Abstract

• Gender gap study in intrahousehold allocation of educational resources in Bangladesh. • Three-part model built for analyzing hou seholds with secondary school age children. • Profemale bias found in enrollment from double-difference and three-part models. • Promale bias found in total education expenditure and core share among enrollees. • Female Stipend Programs partially explain this contradirectional bias. Gender parity in education—an important global development goal—has been primarily measured through school enrollment, and the gender parity in education quality has received limited attention until recently. We address this issue by highlighting the intrahousehold allocation of education expenditure. We extend the hurdle model into a three-part model to enable decomposition of households’ education decisions into enrollment, total education expenditure, and share of the total education expenditure on the core component, or items relating to the quality of education such as private tutoring. We apply this model to four rounds of nationally representative household surveys from Bangladesh, a country that offers a unique setting in South Asia with the Female Stipend Programs (FSPs), a nationwide gender-targeted conditional cash transfer program. We demonstrate a strong profemale bias in the enrollment decision but contrasting promale bias in the other two decisions, conditional on enrollment. We argue that this contradirectional gender gap is unique to Bangladesh and that it can be explained partly by the FSPs.
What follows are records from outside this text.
//! SpeechSynthesizer trait definition and its type-erasure wrapper.
//!
//! Every provider implements the same capability -- `synthesize(text)
//! -> bytes` -- so the router branches only on preference/fallback
//! order, never on provider identity.

use std::future::Future;
use std::pin::Pin;

use stagecall_types::speech::SpeechError;

/// Trait for speech-synthesis provider backends (ElevenLabs, OpenAI).
///
/// Uses native async fn in traits (RPITIT); see
/// [`BoxSpeechSynthesizer`] for the object-safe wrapper the router
/// holds.
pub trait SpeechSynthesizer: Send + Sync {
    /// Human-readable provider name (e.g., "elevenlabs", "openai").
    fn name(&self) -> &str;

    /// Whether credentials for this provider are present.
    ///
    /// An unconfigured provider is skipped without any network call.
    fn is_configured(&self) -> bool;

    /// MIME type of the audio this provider returns.
    fn content_type(&self) -> &str {
        "audio/mpeg"
    }

    /// Convert text to audio bytes, exactly as returned by the
    /// provider (no re-encoding).
    fn synthesize(
        &self,
        text: &str,
    ) -> impl Future<Output = Result<Vec<u8>, SpeechError>> + Send;
}

/// Object-safe version of [`SpeechSynthesizer`] with boxed futures.
///
/// Exists solely to enable dynamic dispatch; a blanket implementation
/// is provided for all types implementing `SpeechSynthesizer`.
pub trait SpeechSynthesizerDyn: Send + Sync {
    fn name(&self) -> &str;

    fn is_configured(&self) -> bool;

    fn content_type(&self) -> &str;

    fn synthesize_boxed<'a>(
        &'a self,
        text: &'a str,
    ) -> Pin<Box<dyn Future<Output = Result<Vec<u8>, SpeechError>> + Send + 'a>>;
}

impl<T: SpeechSynthesizer> SpeechSynthesizerDyn for T {
    fn name(&self) -> &str {
        SpeechSynthesizer::name(self)
    }

    fn is_configured(&self) -> bool {
        SpeechSynthesizer::is_configured(self)
    }

    fn content_type(&self) -> &str {
        SpeechSynthesizer::content_type(self)
    }

    fn synthesize_boxed<'a>(
        &'a self,
        text: &'a str,
    ) -> Pin<Box<dyn Future<Output = Result<Vec<u8>, SpeechError>> + Send + 'a>> {
        Box::pin(self.synthesize(text))
    }
}

/// Type-erased speech synthesizer for runtime provider selection.
///
/// Since `SpeechSynthesizer` uses RPITIT, it cannot be a trait object
/// directly; this wrapper delegates to the inner
/// `SpeechSynthesizerDyn` object.
pub struct BoxSpeechSynthesizer {
    inner: Box<dyn SpeechSynthesizerDyn + Send + Sync>,
}

impl BoxSpeechSynthesizer {
    /// Wrap a concrete synthesizer in a type-erased box.
    pub fn new<T: SpeechSynthesizer + 'static>(provider: T) -> Self {
        Self {
            inner: Box::new(provider),
        }
    }

    pub fn name(&self) -> &str {
        self.inner.name()
    }

    pub fn is_configured(&self) -> bool {
        self.inner.is_configured()
    }

    pub fn content_type(&self) -> &str {
        self.inner.content_type()
    }

    pub async fn synthesize(&self, text: &str) -> Result<Vec<u8>, SpeechError> {
        self.inner.synthesize_boxed(text).await
    }
}
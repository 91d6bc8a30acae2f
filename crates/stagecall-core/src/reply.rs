//! Language reply generation.
//!
//! [`ChatProvider`] is the port the infrastructure layer implements
//! (e.g. the OpenAI chat-completion client). [`ReplyGenerator`] calls
//! it exactly once per utterance -- no internal retry; retry policy is
//! the caller's decision -- and normalizes the returned text.

use stagecall_types::error::EngineError;
use stagecall_types::llm::ChatMessage;
use stagecall_types::session::Turn;

use crate::prompt;

/// Short acknowledgement substituted when the provider returns
/// empty or whitespace-only content.
pub const FALLBACK_ACK: &str = "Okej.";

/// Trait for chat-completion provider backends.
///
/// Uses native async fn in traits (RPITIT). The concrete
/// implementation carries the fixed sampling temperature and hard
/// output-length cap; it must fail with
/// [`EngineError::Configuration`] before any network I/O when its
/// credential is absent.
pub trait ChatProvider: Send + Sync {
    /// Human-readable provider name (e.g., "openai").
    fn name(&self) -> &str;

    /// Send the composed message sequence, returning the raw reply text.
    fn complete(
        &self,
        messages: &[ChatMessage],
    ) -> impl std::future::Future<Output = Result<String, EngineError>> + Send;
}

/// Generates one in-character reply per audience utterance.
pub struct ReplyGenerator<P: ChatProvider> {
    provider: P,
}

impl<P: ChatProvider> ReplyGenerator<P> {
    pub fn new(provider: P) -> Self {
        Self { provider }
    }

    /// Compose the prompt and call the provider once.
    ///
    /// Returns trimmed reply text, or [`FALLBACK_ACK`] when the
    /// provider produced nothing usable.
    pub async fn generate(
        &self,
        history: &[Turn],
        utterance: &str,
        persona: Option<&str>,
    ) -> Result<String, EngineError> {
        let messages = prompt::compose(history, utterance, persona);
        let raw = self.provider.complete(&messages).await?;
        let reply = raw.trim();
        if reply.is_empty() {
            tracing::debug!(provider = %self.provider.name(), "Empty reply, substituting acknowledgement");
            Ok(FALLBACK_ACK.to_string())
        } else {
            Ok(reply.to_string())
        }
    }
}

#[cfg(test)]
mod tests {
    use super::*;
    use std::future::Future;
    use std::sync::atomic::{AtomicUsize, Ordering};

    struct MockChat {
        result: Result<String, String>,
        calls: AtomicUsize,
        seen: std::sync::Mutex<Vec<ChatMessage>>,
    }

    impl MockChat {
        fn replying(text: &str) -> Self {
            Self {
                result: Ok(text.to_string()),
                calls: AtomicUsize::new(0),
                seen: std::sync::Mutex::new(Vec::new()),
            }
        }

        fn failing(message: &str) -> Self {
            Self {
                result: Err(message.to_string()),
                calls: AtomicUsize::new(0),
                seen: std::sync::Mutex::new(Vec::new()),
            }
        }
    }

    impl ChatProvider for MockChat {
        fn name(&self) -> &str {
            "mock"
        }

        fn complete(
            &self,
            messages: &[ChatMessage],
        ) -> impl Future<Output = Result<String, EngineError>> + Send {
            self.calls.fetch_add(1, Ordering::SeqCst);
            *self.seen.lock().unwrap() = messages.to_vec();
            let result = self.result.clone();
            async move {
                result.map_err(|message| EngineError::Upstream {
                    status: Some(500),
                    message,
                })
            }
        }
    }

    #[tokio::test]
    async fn test_reply_is_trimmed() {
        let generator = ReplyGenerator::new(MockChat::replying("  Jaså, du vågar?  \n"));
        let reply = generator.generate(&[], "hej", None).await.unwrap();
        assert_eq!(reply, "Jaså, du vågar?");
    }

    #[tokio::test]
    async fn test_empty_reply_becomes_acknowledgement() {
        let generator = ReplyGenerator::new(MockChat::replying("   \n "));
        let reply = generator.generate(&[], "hej", None).await.unwrap();
        assert_eq!(reply, FALLBACK_ACK);
    }

    #[tokio::test]
    async fn test_provider_error_propagates_without_retry() {
        let generator = ReplyGenerator::new(MockChat::failing("boom"));
        let err = generator.generate(&[], "hej", None).await.unwrap_err();
        assert!(matches!(err, EngineError::Upstream { .. }));
        assert_eq!(generator.provider.calls.load(Ordering::SeqCst), 1);
    }

    #[tokio::test]
    async fn test_provider_receives_composed_sequence() {
        let generator = ReplyGenerator::new(MockChat::replying("svar"));
        let history = vec![Turn::new("u1", "a1")];
        generator
            .generate(&history, "u2", Some("Persona"))
            .await
            .unwrap();

        let seen = generator.provider.seen.lock().unwrap().clone();
        assert_eq!(seen, prompt::compose(&history, "u2", Some("Persona")));
    }
}
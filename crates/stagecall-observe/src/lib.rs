//! Observability setup for Stagecall.

pub mod tracing_setup;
Both the three-part model and a separate analysis of double-difference model show that the FSPs promoted girls’ secondary school enrollment. However, the FSPs did not narrow the gender gap in the intrahousehold allocation of educational resources. Consistently, we find a gender gap in on-time completion of secondary school. Our findings collectively highlight the complex interplay of intrahousehold decisions and underscore the importance of minding the gender gap in the quality of education and implementing complementary policies to address it in developing countries.